My apology to “new moms”

I visited a friend from high school recently who shares my due date. We’re both expecting boys, only this is her first baby and my second baby. It was fun to listen to her talk about her little boy; his pattern of kicks, where he sat most of the time, etc. We went back to her house, where she showed me his ultrasound pictures neatly arranged by date in a little book. The crib was set up. A baby gym sat next to a chair in the living room. My friend smiled excitedly while talking about her son, still nestled under her striped maternity top.

Not gonna lie. I was feeling a little judg-ey. Haven’s crib (never used) has since become a landing place for laundry that I’ll eventually get to. My son’s ultrasound photo is stuffed in a binder (or my wallet, I can’t remember). Haven usually just plays with random items found around the house and her aunts and uncles. My diaper bag contains my wallet, makeup bag, changing pad, wipes, Cheerios (usually dumped at the bottom), and diapers (although, I forgot these last week when going to a baby shower). Damon has to remind me of my due date half the time. I haven’t even looked at boy clothes yet. A stranger at Walmart remarked how I looked almost ready to deliver (only 7 months…but thanks anyway). I’ve done this before. I don’t need those “fancy trappings” and baby monitors and crap. I’m experienced, dangit! I’m a “second-time mom”!

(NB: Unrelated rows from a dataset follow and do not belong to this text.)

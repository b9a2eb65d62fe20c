//! Charts and word clouds rendered as SVG

pub mod charts;
pub mod wordcloud;

pub use charts::{BarChart, ChartPanel, INSUFFICIENT_DATA};
pub use wordcloud::{WordCloud, WordCloudLayout};
/// Askama template for HTML output
#[derive(Template)]
#[template(source = r#"<!DOCTYPE html>
<html lang="en">
<head>
    <meta charset="UTF-8">
    <meta name="viewport" content="width=device-width, initial-scale=1.0">
    <title>NLP Lens</title>
    {% if include_styles %}
    <style>
        body {
            font-family: -apple-system, BlinkMacSystemFont, 'Segoe UI', Roboto, sans-serif;
            line-height: 1.6;
            color: #333;
            max-width: 1100px;
            margin: 0 auto;
            padding: 20px;
            background: #f8f9fa;
        }
        .container {
            background: white;
            padding: 30px;
            border-radius: 8px;
            box-shadow: 0 2px 10px rgba(0,0,0,0.1);
        }
        .header {
            margin-bottom: 20px;
            border-bottom: 3px solid #ff4b4b;
            padding-bottom: 10px;
        }
        details {
            border: 1px solid #e9ecef;
            border-radius: 6px;
            margin: 12px 0;
            padding: 8px 14px;
        }
        summary {
            cursor: pointer;
            font-weight: bold;
            color: #31333f;
        }
        .columns {
            display: grid;
            grid-template-columns: 1fr 1fr;
            gap: 20px;
        }
        table {
            border-collapse: collapse;
            width: 100%;
            font-size: 0.9em;
        }
        th, td {
            border-bottom: 1px solid #e9ecef;
            padding: 4px 8px;
            text-align: left;
        }
        .original {
            white-space: pre-wrap;
        }
        .notice {
            background: #fff3cd;
            padding: 10px;
            border-radius: 6px;
        }
        svg {
            max-width: 100%;
            height: auto;
        }
        .metadata {
            background: #e9ecef;
            padding: 15px;
            border-radius: 6px;
            margin-top: 30px;
            font-size: 0.9em;
            color: #6c757d;
        }
    </style>
    {% endif %}
</head>
<body>
    <div class="container">
        <div class="header">
            <h1>NLP Lens</h1>
            <p>Source: {{ source }} | Generated: {{ generated_at }} | Processing time: {{ processing_time }}ms</p>
        </div>

        <details>
            <summary>{{ original_title }}</summary>
            <div class="original">{{ original_text }}</div>
        </details>

        <details>
            <summary>{{ table_title }}</summary>
            {{ token_table_html|safe }}
        </details>

        <details>
            <summary>{{ entities_title }}</summary>
            {{ entities_html|safe }}
        </details>

        <div class="columns">
            <div>
                <details>
                    <summary>{{ stats_title }}</summary>
                    {{ word_stats_html|safe }}
                </details>
                <details>
                    <summary>{{ keywords_title }}</summary>
                    {{ top_keywords_html|safe }}
                </details>
                <details>
                    <summary>{{ sentiment_title }}</summary>
                    <p>{{ sentiment }}</p>
                    <p><strong>{{ sentiment_label }}</strong></p>
                </details>
            </div>
            <div>
                {{ charts_html|safe }}
            </div>
        </div>

        <details>
            <summary>{{ download_title }}</summary>
            <h3>{{ download_header }}</h3>
            {{ download_html|safe }}
        </details>

        <div class="metadata">
            <p><strong>Generated by nlp-lens v{{ version }}</strong></p>
            <p>{{ word_count }} words | {{ character_count }} characters | {{ token_count }} tokens | top {{ top_n }} tokens plotted</p>
        </div>
    </div>
</body>
</html>"#, ext = "html")]
struct HtmlTemplate {
    include_styles: bool,
    source: String,
    generated_at: String,
    processing_time: u64,
    original_title: &'static str,
    original_text: String,
    table_title: &'static str,
    token_table_html: String,
    entities_title: &'static str,
    entities_html: String,
    stats_title: &'static str,
    word_stats_html: String,
    keywords_title: &'static str,
    top_keywords_html: String,
    sentiment_title: &'static str,
    sentiment: String,
    sentiment_label: &'static str,
    charts_html: String,
    download_title: &'static str,
    download_header: &'static str,
    download_html: String,
    version: String,
    word_count: usize,
    character_count: usize,
    token_count: usize,
    top_n: usize,
}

Then I realized how condescending and dickish I was being. Because I was just like my friend while pregnant with Haven.

Starting at 21 weeks, I started fretting over the best nursery theme. I texted my mom while at Joann’s trying to figure out if a forest theme or aquarium theme would do best. Maybe butterflies. They had sparkly butterflies the size of 2 dimensional cantaloupes. Wow….that was a stupid analogy. Babies steal IQ points along with your waistline. I’ll probably be a steaming vegetable by the time my last baby pops out. Anyways!  I took a bump photo every week. Every Friday. Scrutinizing each one for subtle differences. I spent no less than 60 hours decorating her nursery, folding onesies, refolding onesies, feeling guilty for not washing them with sensitive detergent prior, arranging diapers in the bassinet by size, buying new onesies, reading pregnancy forums, comparing her size to fruit at the grocery store, wandering around Target admiring headbands with oversized flowers, supplying my labor and delivery bag with mini conditioner and the perfect going-home outfit, religiously taking my folic acid and fish oil, wondering when I would finally go into labor, stressing over pediatricians…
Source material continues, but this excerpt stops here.